There are as many opinions as there are blogs to host them, but my preference is generally the sound reasoning by analyst and money manager Peter Schiff, who opined as follows:

“And of course, if all of the people who are staying at home and shopping never go back to work and never actually have a job, and the only money they have to spend is the money the Fed creates out of thin air, eventually the dollar is going to collapse and their real purchasing power is going to go down along with it. And a lot of these stocks are going to crash because they’re not going to have any real revenue because their customers are going to be broke and they’re not going to be able to sell these higher-cost products because inflation will drive up the cost of producing all these products that their consumers really can’t afford to buy.”

Which was followed by this bon mot:

The fact that we weren’t prepared at all, that’s the problem no one wants to talk about. Why is it that Americans are loaded up with debt and living paycheck to paycheck? Why is the same thing true for so many businesses? Why are the credit losses now going to be horrific? … Because the Federal Reserve kept interest rates so low for so long that people and companies were able to borrow far more money than they ever would have been able to borrow during a normal lending environment. So, it’s because of the Federal Reserve that the society, the country, is so levered up. That’s why we’re so vulnerable. That’s why everybody needs so much help. Because the government crippled everybody with its monetary policies, and also the fiscal policies, and so now, of course, we can’t walk, so we need more government crutches so we can limp around without realizing that all that is doing is exacerbating the problems that already exist. I mean, we’ve got to fess up to reality and stop trying to sober up by drinking more alcohol. But it is a very sobering understanding to have to do that – for reality to be dealt with and stop pretending there’s a government cure for what ails us.

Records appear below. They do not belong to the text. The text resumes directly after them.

use std::path::PathBuf;
use thiserror::Error;

/// Errors produced by the acquisition pipeline. Each stage fails fast with
/// its own variant; soft absences (missing preview image, unknown content
/// length, optional metadata fields) never surface here.
#[derive(Debug, Error)]
pub enum PipelineError {
    #[error("not a recognized mod page URL: {0}")]
    InvalidUrl(String),

    #[error("no downloadable files found for {url}")]
    NoFilesFound { url: String },

    #[error("download of {url} failed: {reason}")]
    Download { url: String, reason: String },

    #[error("download cancelled")]
    Cancelled,

    #[error("could not extract {archive}: all extraction strategies failed")]
    Extraction { archive: PathBuf },

    #[error("installation failed: {0}")]
    Installation(String),

    #[error("installation cancelled by collision policy for '{0}'")]
    CollisionCancelled(String),

    #[error("installation of '{0}' declined")]
    InstallDeclined(String),
}

impl PipelineError {
    pub fn download(url: &str, reason: impl ToString) -> Self {
        Self::Download {
            url: url.to_string(),
            reason: reason.to_string(),
        }
    }

    /// True when the failure came from the cooperative cancel token rather
    /// than an actual fault.
    pub fn is_cancellation(&self) -> bool {
        matches!(
            self,
            PipelineError::Cancelled
                | PipelineError::CollisionCancelled(_)
                | PipelineError::InstallDeclined(_)
        )
    }
}

pub type PipelineResult<T> = Result<T, PipelineError>;

/// Runs a non-critical step, logging and discarding its failure. The
/// critical path must never abort because a preview image or similar
/// nicety could not be fetched.
pub fn best_effort<T>(label: &str, op: impl FnOnce() -> anyhow::Result<T>) -> Option<T> {
    match op() {
        Ok(value) => Some(value),
        Err(err) => {
            log::debug!("best-effort step '{label}' skipped: {err:#}");
            None
        }
    }
}

#[cfg(test)]
mod tests {
    use super::*;

    #[test]
    fn best_effort_swallows_errors() {
        let value = best_effort("fail", || anyhow::bail!("nope"));
        assert_eq!(value, None::<()>);
        let value = best_effort("ok", || Ok(7));
        assert_eq!(value, Some(7));
    }

    #[test]
    fn cancellation_is_distinguished() {
        assert!(PipelineError::Cancelled.is_cancellation());
        assert!(PipelineError::CollisionCancelled("x".into()).is_cancellation());
        assert!(PipelineError::InstallDeclined("x".into()).is_cancellation());
        assert!(!PipelineError::download("u", "boom").is_cancellation());
    }
}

In the end, FANG stocks recovered from yesterday’s drubbing, bond yields tumbled again, the dollar slid, and gold managed to rally with the $1,900 level providing support.

I expect this aimless trading to continue for the rest of the week, possibly with a negative bias, as uncertainty will remain with us until after the elections—or even way thereafter.

2. ETFs in the Spotlight

In case you missed the announcement and description of this section, you can read it here again.

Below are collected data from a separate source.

/// Legacy endpoints with progressively narrower field requests. The first
/// body without an explicit error marker wins.
fn fetch_legacy(agent: &ureq::Agent, section: &str, item_id: &str) -> Option<Value> {
    const ENDPOINTS: [&str; 2] = [
        "https://api.gamebanana.com/v11/Core/Item/Data",
        "https://api.gamebanana.com/Core/Item/Data",
    ];
    const FIELD_LISTS: [&str; 2] = ["name,description,RootCategory().name", "name,description"];

    let item_type = capitalize(section);
    for endpoint in ENDPOINTS {
        for fields in FIELD_LISTS {
            let params = [
                ("itemtype", item_type.as_str()),
                ("itemid", item_id),
                ("fields", fields),
            ];
            let Some(body) = get_json(agent, endpoint, &params) else {
                continue;
            };
            if body.get("error").is_some() {
                continue;
            }
            return Some(body);
        }
    }
    None
}

fn capitalize(value: &str) -> String {
    let mut chars = value.chars();
    match chars.next() {
        Some(first) => first.to_uppercase().collect::<String>() + chars.as_str(),
        None => String::new(),
    }
}

/// Best-effort JSON GET. Network faults and non-2xx statuses both mean
/// "try the next strategy", never a hard error.
fn get_json(agent: &ureq::Agent, endpoint: &str, params: &[(&str, &str)]) -> Option<Value> {
    let mut request = agent.get(endpoint).set("User-Agent", USER_AGENT);
    for (key, value) in params {
        request = request.query(key, value);
    }
    match request.call() {
        Ok(response) => response.into_json::<Value>().ok(),
        Err(err) => {
            log::debug!("endpoint {endpoint} yielded no data: {err}");
            None
        }
    }
}

/// Field extraction with a fixed priority order per field. The long-form
/// text field beats the short description; markup is normalized to plain
/// text.
fn apply_structured_fields(resolution: &mut Resolution, data: &Value) {
    let meta = &mut resolution.metadata;
    if let Some(name) = string_field(data, "_sName") {
        meta.name = name;
    }
    if let Some(text) = string_field(data, "_sText") {
        let plain = html_to_text(&text);
        if !plain.is_empty() {
            meta.description = plain;
        }
    } else if let Some(desc) = string_field(data, "_sDescription") {
        meta.description = desc;
    }
    if let Some(author) = data
        .get("_aSubmitter")
        .and_then(|submitter| string_field(submitter, "_sName"))
    {
        meta.author = author;
    }
    if let Some(category) = data
        .get("_aCategory")
        .and_then(|cat| string_field(cat, "_sName"))
    {
        meta.category = map_category(&category);
    }
    resolution.image_url = preview_image_url(data);
}

fn string_field(value: &Value, key: &str) -> Option<String> {
    value
        .get(key)
        .and_then(Value::as_str)
        .map(|s| s.to_string())
        .filter(|s| !s.is_empty())
}

fn map_category(name: &str) -> Category {
    let lower = name.to_ascii_lowercase();
    if lower.contains("skin") {
        Category::Skin
    } else if lower.contains("voice") || lower.contains("sound") {
        Category::Voice
    } else if lower.contains("ui") || lower.contains("interface") {
        Category::Ui
    } else if lower.contains("music") {
        Category::Music
    } else {
        Category::Other
    }
}

fn preview_image_url(data: &Value) -> Option<String> {
    let media = data.get("_aPreviewMedia")?;
    // the media list sometimes sits one level down
    let entries = media
        .as_array()
        .or_else(|| media.get("_aImages").and_then(Value::as_array))?;
    for entry in entries {
        let Some(object) = entry.as_object() else {
            continue;
        };
        // a base URL plus file name beats a bare URL field
        if let (Some(base), Some(file)) = (
            object.get("_sBaseUrl").and_then(Value::as_str),
            object.get("_sFile").and_then(Value::as_str),
        ) {
            return Some(format!("{}/{}", base.trim_end_matches('/'), file));
        }
        for key in ["_sBaseUrl", "_sUrl"] {
            if let Some(url) = object.get(key).and_then(Value::as_str) {
                return Some(url.to_string());
            }
        }
    }
    None
}

/// File list extraction: the known `_aFiles` schema first, then the
/// generic recursive search as the last resort against schema drift.
fn files_from_structured(data: &Value) -> Vec<CandidateFile> {
    if let Some(entries) = data.get("_aFiles").and_then(Value::as_array) {
        let files = candidates_from_entries(entries);
        if !files.is_empty() {
            return files;
        }
    }
    match find_file_array(data) {
        Some(entries) => candidates_from_entries(entries),
        None => Vec::new(),
    }
}

fn candidates_from_entries(entries: &[Value]) -> Vec<CandidateFile> {
    let mut files = Vec::new();
    for entry in entries {
        let Some(object) = entry.as_object() else {
            continue;
        };
        let download = pick_string(object, &["_sDownloadUrl", "sDownloadUrl", "downloadUrl"])
            .or_else(|| {
                object.iter().find_map(|(key, value)| {
                    let lower = key.to_ascii_lowercase();
                    (lower.contains("download") || lower == "url")
                        .then(|| value.as_str())
                        .flatten()
                        .map(|s| s.to_string())
                })
            });
        let Some(download) = download else {
            continue;
        };
        let name = pick_string(object, &["_sFile", "sFile", "_sName", "file", "name"])
            .unwrap_or_else(|| url_tail(&download));
        let description =
            pick_string(object, &["_sDescription", "description"]).unwrap_or_default();
        files.push(CandidateFile {
            name,
            description,
            download_url: download,
        });
    }
    files
}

It features some of the 10 broadly diversified domestic and sector ETFs from my HighVolume list as posted every Saturday. Furthermore, they are screened for the lowest MaxDD% number meaning they have been showing better resistance to temporary sell offs than all others over the past year.

The below table simply demonstrates the magnitude with which these ETFs are fluctuating above or below their respective individual trend lines (%+/-M/A). A break below, represented by a negative number, shows weakness, while a break above, represented by a positive percentage, shows strength.

For hundreds of ETF choices, be sure to reference Thursday’s StatSheet.

For this current domestic “Buy” cycle, here’s how some our candidates have fared:

Click image to enlarge

Again, the %+/-M/A column above shows the position of the various ETFs in relation to their respective long-term trend lines, while the trailing sell stops are being tracked in the “Off High” column. The “Action” column will signal a “Sell” once the -8% point has been taken out in the “Off High” column. For more volatile sector ETFs, the trigger point is -10%.

3. Trend Tracking Indexes (TTIs)

Our TTIs took another dive, despite the major indexes pulling back only modestly.

This is how we closed 10/27/2020:

Domestic TTI: +7.71% above its M/A (prior close +9.02%)—Buy signal effective 07/22/2020

International TTI: +4.31% above its M/A (prior close +5.48%)—Buy signal effective 07/22/2020

Disclosure: I am obliged to inform you that I, as well as my advisory clients, own some of the ETFs listed in the above table. Furthermore, they do not represent a specific investment recommendation for you, they merely show which ETFs from the universe I track are falling within the specified guidelines.